Merger dan Akuisisi: Konsolidasi Pasar Meningkat
Selama semester ini, KPPU menerima 63 notifikasi transaksi merger dan akuisisi dengan total nilai Rp244,05 triliun. Aktivitas didominasi sektor transportasi-logistik, energi, teknologi, dan keuangan. Salah satu kasus penting adalah akuisisi Tokopedia oleh TikTok Nusantara, yang disetujui secara bersyarat oleh KPPU pada 17 Juni 2025, setelah seluruh syarat (remedial) dipenuhi oleh pihak TikTok.
Advokasi Kebijakan dan Program Kepatuhan
Dalam peran advokasi, KPPU telah merumuskan 3 saran dan pertimbangan, termasuk rencana Bea Masuk Anti-Dumping (BMAD) untuk benang filamen, serta pengawasan layanan internet dalam katalog elektronik pemerintah.
KPPU juga terus mendorong penggunaan Daftar Periksa Kebijakan Persaingan dan penguatan program kepatuhan pelaku usaha. Hingga saat ini, tercatat 59 program kepatuhan, dengan 21 di antaranya sudah mendapatkan Penetapan KPPU.
Pengawasan Kemitraan: Perlindungan UMKM Diperkuat
Dalam fungsi pengawasan kemitraan, KPPU menyelidiki 10 laporan, terutama dari sektor perkebunan sawit dan transportasi daring. Di Sumatera Selatan dan Kalimantan Tengah, reformasi tata kelola kebun plasma sawit berhasil difasilitasi dan berdampak langsung pada lebih dari 1.600 petani mitra melalui transparansi laporan, pendampingan teknis, dan penguatan perjanjian.
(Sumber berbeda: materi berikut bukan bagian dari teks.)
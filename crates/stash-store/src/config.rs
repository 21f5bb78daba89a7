//! Storage backend configuration

use crate::{Result, StoreError};
use std::time::Duration;

/// Bucket every object lives in. The gateway exposes no bucket selection.
pub const DEFAULT_BUCKET: &str = "default";

/// Default per-call deadline for backend operations.
pub const DEFAULT_OPERATION_TIMEOUT: Duration = Duration::from_secs(30);

/// Configuration for an S3-compatible storage backend
#[derive(Clone, Debug)]
pub struct StoreConfig {
    /// Static access key ID
    pub access_key_id: String,
    /// Static secret access key
    pub secret_access_key: String,
    /// Backend region
    pub region: String,
    /// Custom base endpoint (plain HTTP allowed, for local/dev backends)
    pub endpoint_url: String,
    /// Bucket name
    pub bucket: String,
    /// Per-call operation timeout
    pub operation_timeout: Duration,
}

impl StoreConfig {
    /// Build a config from the four required backend settings, with the
    /// fixed bucket and default timeout.
    pub fn from_parts(
        access_key_id: impl Into<String>,
        secret_access_key: impl Into<String>,
        region: impl Into<String>,
        endpoint_url: impl Into<String>,
    ) -> Self {
        Self {
            access_key_id: access_key_id.into(),
            secret_access_key: secret_access_key.into(),
            region: region.into(),
            endpoint_url: endpoint_url.into(),
            bucket: DEFAULT_BUCKET.to_string(),
            operation_timeout: DEFAULT_OPERATION_TIMEOUT,
        }
    }

    /// Check that every required setting is present and non-empty.
    pub fn validate(&self) -> Result<()> {
        let required = [
            ("access key ID", &self.access_key_id),
            ("secret access key", &self.secret_access_key),
            ("region", &self.region),
            ("endpoint URL", &self.endpoint_url),
            ("bucket", &self.bucket),
        ];
        for (name, value) in required {
            if value.is_empty() {
                return Err(StoreError::Configuration(format!(
                    "{name} must not be empty"
                )));
            }
        }
        Ok(())
    }
}
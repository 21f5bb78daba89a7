//! Stash Gateway - upload/download HTTP gateway over object storage

use clap::Parser;
use stash_gateway::{run_server, GatewayConfig};
use stash_store::{S3ObjectStore, StoreConfig};
use std::sync::Arc;
use tracing_subscriber::{layer::SubscriberExt, util::SubscriberInitExt};

#[derive(Parser, Debug)]
#[command(name = "stash-gateway")]
#[command(about = "HTTP gateway for object storage upload/download")]
#[command(version)]
struct Args {
    /// Host to bind to
    #[arg(short = 'H', long, default_value = "0.0.0.0", env = "STASH_HOST")]
    host: String,

    /// Port to listen on
    #[arg(short, long, default_value = "8080", env = "STASH_PORT")]
    port: u16,

    /// Storage backend access key ID
    #[arg(long, env = "AWS_ACCESS_KEY_ID", hide_env_values = true)]
    access_key_id: String,

    /// Storage backend secret access key
    #[arg(long, env = "AWS_SECRET_ACCESS_KEY", hide_env_values = true)]
    secret_access_key: String,

    /// Storage backend region
    #[arg(long, env = "AWS_REGION")]
    region: String,

    /// Storage backend endpoint URL (plain HTTP allowed for local backends)
    #[arg(long, env = "AWS_ENDPOINT_URL")]
    endpoint_url: String,

    /// Enable debug logging
    #[arg(short, long, env = "STASH_DEBUG")]
    debug: bool,
}

#[tokio::main]
async fn main() -> anyhow::Result<()> {
    // Load .env file if present
    dotenvy::dotenv().ok();

    // Parse arguments; missing required settings abort startup here
    let args = Args::parse();

    // Setup logging
    let log_level = if args.debug { "debug" } else { "info" };
    tracing_subscriber::registry()
        .with(
            tracing_subscriber::EnvFilter::try_from_default_env().unwrap_or_else(|_| {
                format!("stash_gateway={log_level},stash_store={log_level},tower_http=info").into()
            }),
        )
        .with(tracing_subscriber::fmt::layer())
        .init();

    tracing::info!(
        "Starting Stash Gateway on {}:{}",
        args.host,
        args.port
    );
    tracing::info!("Storage endpoint: {}", args.endpoint_url);

    let store_config = StoreConfig::from_parts(
        args.access_key_id,
        args.secret_access_key,
        args.region,
        args.endpoint_url,
    );

    // Empty values from the environment are a fatal configuration error
    let store = S3ObjectStore::new(store_config).await?;

    let config = GatewayConfig {
        host: args.host,
        port: args.port,
        ..Default::default()
    };

    run_server(config, Arc::new(store)).await
}
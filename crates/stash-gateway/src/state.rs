//! Application state

use crate::config::GatewayConfig;
use stash_store::ObjectStore;
use std::sync::Arc;

/// State shared across request handlers.
///
/// Constructed once at composition time and handed to the router; the
/// store is immutable after construction, so requests share it without
/// locking.
pub struct AppState {
    /// Gateway configuration
    pub config: GatewayConfig,
    /// Object storage backend
    pub store: Arc<dyn ObjectStore>,
}

impl AppState {
    pub fn new(config: GatewayConfig, store: Arc<dyn ObjectStore>) -> Self {
        Self { config, store }
    }
}
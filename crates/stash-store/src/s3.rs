//! S3-compatible backend client

use crate::{
    check_content_type, check_key, ObjectDownload, ObjectStore, PutBody, Result, StoreConfig,
    StoreError,
};
use async_trait::async_trait;
use aws_config::timeout::TimeoutConfig;
use aws_sdk_s3::config::{Credentials, Region};
use aws_sdk_s3::error::{DisplayErrorContext, SdkError};
use aws_sdk_s3::primitives::ByteStream;
use aws_sdk_s3::Client;
use tokio_util::io::ReaderStream;
use tracing::{debug, instrument};

/// Object store backed by an S3-compatible service.
///
/// Configured once at startup with static credentials, a region, and a
/// custom base endpoint (plain HTTP allowed for local/dev backends, e.g.
/// MinIO or LocalStack). All objects live in a single fixed bucket.
#[derive(Clone)]
pub struct S3ObjectStore {
    client: Client,
    config: StoreConfig,
}

impl S3ObjectStore {
    /// Build a client from the given configuration.
    ///
    /// Validates the configuration but does not contact the backend.
    pub async fn new(config: StoreConfig) -> Result<Self> {
        config.validate()?;

        debug!(region = %config.region, endpoint = %config.endpoint_url, "initializing S3 client");

        let credentials = Credentials::new(
            config.access_key_id.clone(),
            config.secret_access_key.clone(),
            None,
            None,
            "stash-store",
        );

        let timeouts = TimeoutConfig::builder()
            .operation_timeout(config.operation_timeout)
            .build();

        let sdk_config = aws_config::defaults(aws_config::BehaviorVersion::latest())
            .credentials_provider(credentials)
            .region(Region::new(config.region.clone()))
            .endpoint_url(&config.endpoint_url)
            .timeout_config(timeouts)
            .load()
            .await;

        // Path-style addressing: custom endpoints have no per-bucket DNS.
        let client = Client::from_conf(
            aws_sdk_s3::Config::from(&sdk_config)
                .to_builder()
                .force_path_style(true)
                .build(),
        );

        Ok(Self { client, config })
    }

    /// The bucket all operations target.
    pub fn bucket(&self) -> &str {
        &self.config.bucket
    }
}

#[async_trait]
impl ObjectStore for S3ObjectStore {
    #[instrument(skip(self))]
    async fn get(&self, key: &str) -> Result<ObjectDownload> {
        check_key(key)?;

        let output = self
            .client
            .get_object()
            .bucket(&self.config.bucket)
            .key(key)
            .send()
            .await
            .map_err(|err| {
                if let SdkError::ServiceError(svc) = &err {
                    if svc.err().is_no_such_key() {
                        return StoreError::NotFound(key.to_string());
                    }
                }
                StoreError::Backend(DisplayErrorContext(err).to_string())
            })?;

        let content_length = output
            .content_length()
            .filter(|len| *len >= 0)
            .ok_or_else(|| {
                StoreError::Backend("backend response missing content length".to_string())
            })? as u64;

        let content_type = output
            .content_type()
            .unwrap_or("application/octet-stream")
            .to_string();

        debug!(content_length, %content_type, "opened backend read stream");

        // The SDK body is read lazily; the object is never held in memory
        // as a whole. Dropping the stream aborts the transfer.
        let body = Box::pin(ReaderStream::new(output.body.into_async_read()));

        Ok(ObjectDownload {
            content_type,
            content_length,
            body,
        })
    }

    #[instrument(skip(self, body), fields(len = body.len()))]
    async fn put(&self, key: &str, body: PutBody, content_type: &str) -> Result<()> {
        check_key(key)?;
        check_content_type(content_type)?;

        // The temp file guard must outlive the send; the SDK streams the
        // file from disk rather than loading it.
        let (byte_stream, _spool_guard) = match body {
            PutBody::Bytes(bytes) => (ByteStream::from(bytes), None),
            PutBody::Spooled { file, .. } => {
                let stream = ByteStream::from_path(file.path())
                    .await
                    .map_err(|e| StoreError::Io(std::io::Error::other(e)))?;
                (stream, Some(file))
            }
        };

        self.client
            .put_object()
            .bucket(&self.config.bucket)
            .key(key)
            .content_type(content_type)
            .body(byte_stream)
            .send()
            .await
            .map_err(|err| StoreError::Backend(DisplayErrorContext(err).to_string()))?;

        debug!("object stored");
        Ok(())
    }
}
//! Request handlers

use crate::error::ApiError;
use crate::spool::{self, SpoolError};
use crate::state::AppState;
use axum::{
    body::Body,
    extract::multipart::MultipartRejection,
    extract::{Multipart, Path, State},
    http::{header, StatusCode},
    response::Response,
    Json,
};
use serde::Serialize;
use std::sync::Arc;
use uuid::Uuid;

/// Body of `GET /`
#[derive(Debug, Serialize)]
pub struct GreetingResponse {
    pub message: String,
}

/// Body of a successful `POST /upload`
#[derive(Debug, Serialize)]
pub struct UploadResponse {
    pub key: String,
}

/// GET / - fixed info payload
pub async fn hello() -> Json<GreetingResponse> {
    Json(GreetingResponse {
        message: "Hello World!".to_string(),
    })
}

/// GET /download/{key} - stream an object out of the backend
///
/// The response body is wired directly to the backend read stream; the
/// object is never buffered whole. Content type and length come from the
/// values recorded at upload time.
pub async fn download(
    State(state): State<Arc<AppState>>,
    Path(key): Path<String>,
) -> Result<Response, ApiError> {
    tracing::info!(%key, "downloading object");

    let download = state.store.get(&key).await?;

    Response::builder()
        .status(StatusCode::OK)
        .header(header::CONTENT_TYPE, download.content_type)
        .header(header::CONTENT_LENGTH, download.content_length)
        .body(Body::from_stream(download.body))
        .map_err(|e| ApiError::Internal(e.to_string()))
}

/// POST /upload - store a multipart `file` part under a generated key
///
/// The part's declared content type is required; a part without one is a
/// malformed request, not a fall-through to some default.
pub async fn upload(
    State(state): State<Arc<AppState>>,
    multipart: Result<Multipart, MultipartRejection>,
) -> Result<Json<UploadResponse>, ApiError> {
    let mut multipart = multipart.map_err(|e| ApiError::MalformedRequest(e.body_text()))?;

    let field = loop {
        match multipart.next_field().await? {
            Some(field) if field.name() == Some("file") => break field,
            Some(_) => continue,
            None => {
                return Err(ApiError::malformed("multipart form has no `file` field"));
            }
        }
    };

    let content_type = field
        .content_type()
        .map(str::to_owned)
        .ok_or_else(|| ApiError::malformed("`file` part declares no content type"))?;

    let body = spool::spool_stream(field, state.config.spool_threshold)
        .await
        .map_err(|err| match err {
            SpoolError::Read(e) => ApiError::from(e),
            SpoolError::Io(e) => ApiError::Internal(e.to_string()),
        })?;

    // Keys are random per call, never derived from the filename.
    let key = Uuid::new_v4().to_string();
    let size = body.len();
    state.store.put(&key, body, &content_type).await?;

    tracing::info!(%key, size, %content_type, "stored uploaded object");
    Ok(Json(UploadResponse { key }))
}
//! Bounded-memory spooling of upload streams
//!
//! The backend needs a known content length before a put can start, so an
//! incoming part cannot be piped through directly. Instead the stream is
//! drained into a `PutBody`: small parts stay in memory, anything past the
//! threshold spills to a temp file that the backend later streams from
//! disk. Memory use per upload is bounded by the threshold; upload size is
//! not.

use bytes::{Bytes, BytesMut};
use futures::{Stream, StreamExt};
use stash_store::PutBody;
use tempfile::NamedTempFile;
use thiserror::Error;
use tokio::io::AsyncWriteExt;

/// Errors while draining an upload stream
#[derive(Error, Debug)]
pub enum SpoolError<E> {
    /// The client-side stream failed mid-read
    #[error("failed to read upload stream: {0}")]
    Read(E),

    /// The spill file could not be written
    #[error("failed to spool upload to disk: {0}")]
    Io(#[from] std::io::Error),
}

/// Drain `stream` into a [`PutBody`], keeping at most `threshold` bytes in
/// memory before spilling to a temp file.
pub async fn spool_stream<S, E>(stream: S, threshold: usize) -> Result<PutBody, SpoolError<E>>
where
    S: Stream<Item = Result<Bytes, E>>,
{
    futures::pin_mut!(stream);

    let mut buffered = BytesMut::new();
    let mut spill: Option<(NamedTempFile, tokio::fs::File, u64)> = None;

    while let Some(chunk) = stream.next().await {
        let chunk = chunk.map_err(SpoolError::Read)?;

        if let Some((_, file, len)) = spill.as_mut() {
            file.write_all(&chunk).await?;
            *len += chunk.len() as u64;
        } else if buffered.len() + chunk.len() > threshold {
            let tmp = NamedTempFile::new()?;
            let mut file = tokio::fs::File::from_std(tmp.reopen()?);
            file.write_all(&buffered).await?;
            file.write_all(&chunk).await?;
            let len = (buffered.len() + chunk.len()) as u64;
            buffered = BytesMut::new();
            spill = Some((tmp, file, len));
        } else {
            buffered.extend_from_slice(&chunk);
        }
    }

    match spill {
        Some((tmp, mut file, len)) => {
            file.flush().await?;
            Ok(PutBody::Spooled { file: tmp, len })
        }
        None => Ok(PutBody::Bytes(buffered.freeze())),
    }
}

#[cfg(test)]
mod tests {
    use super::*;
    use futures::stream;

    type ReadResult = Result<Bytes, std::io::Error>;

    fn chunks(parts: &[&[u8]]) -> Vec<ReadResult> {
        parts.iter().map(|p| Ok(Bytes::copy_from_slice(p))).collect()
    }

    #[tokio::test]
    async fn small_upload_stays_in_memory() {
        let input = chunks(&[b"hello", b"-", b"test"]);
        let body = spool_stream(stream::iter(input), 1024).await.unwrap();

        match body {
            PutBody::Bytes(bytes) => assert_eq!(bytes, Bytes::from("hello-test")),
            PutBody::Spooled { .. } => panic!("small upload should not spill"),
        }
    }

    #[tokio::test]
    async fn upload_at_threshold_stays_in_memory() {
        let input = chunks(&[&[0u8; 512], &[1u8; 512]]);
        let body = spool_stream(stream::iter(input), 1024).await.unwrap();
        assert!(matches!(body, PutBody::Bytes(_)));
        assert_eq!(body.len(), 1024);
    }

    #[tokio::test]
    async fn large_upload_spills_to_disk() {
        let first = vec![7u8; 900];
        let second = vec![8u8; 900];
        let input = chunks(&[&first, &second]);

        let body = spool_stream(stream::iter(input), 1024).await.unwrap();

        match body {
            PutBody::Spooled { file, len } => {
                assert_eq!(len, 1800);
                let on_disk = std::fs::read(file.path()).unwrap();
                assert_eq!(&on_disk[..900], first.as_slice());
                assert_eq!(&on_disk[900..], second.as_slice());
            }
            PutBody::Bytes(_) => panic!("large upload should spill"),
        }
    }

    #[tokio::test]
    async fn spill_file_is_removed_on_drop() {
        let input = chunks(&[&[0u8; 2048]]);
        let body = spool_stream(stream::iter(input), 1024).await.unwrap();

        let path = match &body {
            PutBody::Spooled { file, .. } => file.path().to_path_buf(),
            PutBody::Bytes(_) => panic!("expected spill"),
        };
        assert!(path.exists());
        drop(body);
        assert!(!path.exists());
    }

    #[tokio::test]
    async fn read_error_is_propagated() {
        let input: Vec<ReadResult> = vec![
            Ok(Bytes::from_static(b"partial")),
            Err(std::io::Error::other("client went away")),
        ];
        let result = spool_stream(stream::iter(input), 1024).await;
        assert!(matches!(result, Err(SpoolError::Read(_))));
    }

    #[tokio::test]
    async fn empty_stream_yields_empty_body() {
        let input: Vec<ReadResult> = vec![];
        let body = spool_stream(stream::iter(input), 1024).await.unwrap();
        assert!(body.is_empty());
    }
}
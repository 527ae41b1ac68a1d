//! Resta Um (peg solitaire) engine library.
//!
//! Exposes the board representation, jump generation, the board engine, and
//! the text protocol used by the binary entry point.

pub mod board;
pub mod engine;
pub mod movegen;
pub mod protocol;

pub use board::{Board, Cell, Coord};
pub use engine::{ClickOutcome, Engine, Snapshot};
Kontribusi Fiskal dan Kendala Eksekusi
Dari sisi kontribusi fiskal, semester ini KPPU mencatat realisasi PNBP dari denda sebesar Rp22,8 miliar, dengan total akumulasi sejak tahun 2000 mencapai Rp825,34 miliar. Tingkat keberhasilan penagihan mencapai 75,6 persen.
Namun, terdapat 114 Putusan senilai Rp265,49 miliar yang belum tereksekusi, menjadi pekerjaan rumah dalam efektivitas eksekusi hukum.
Krisis Anggaran dan Ancaman Terhadap Kinerja
Ironisnya, di tengah peningkatan beban kerja, pagu anggaran KPPU untuk tahun 2026 dipotong 35,18 persen, menandai tahun ketiga berturut-turut pemangkasan anggaran. Bahkan, tidak terdapat alokasi untuk kegiatan advokasi dan penegakan hukum.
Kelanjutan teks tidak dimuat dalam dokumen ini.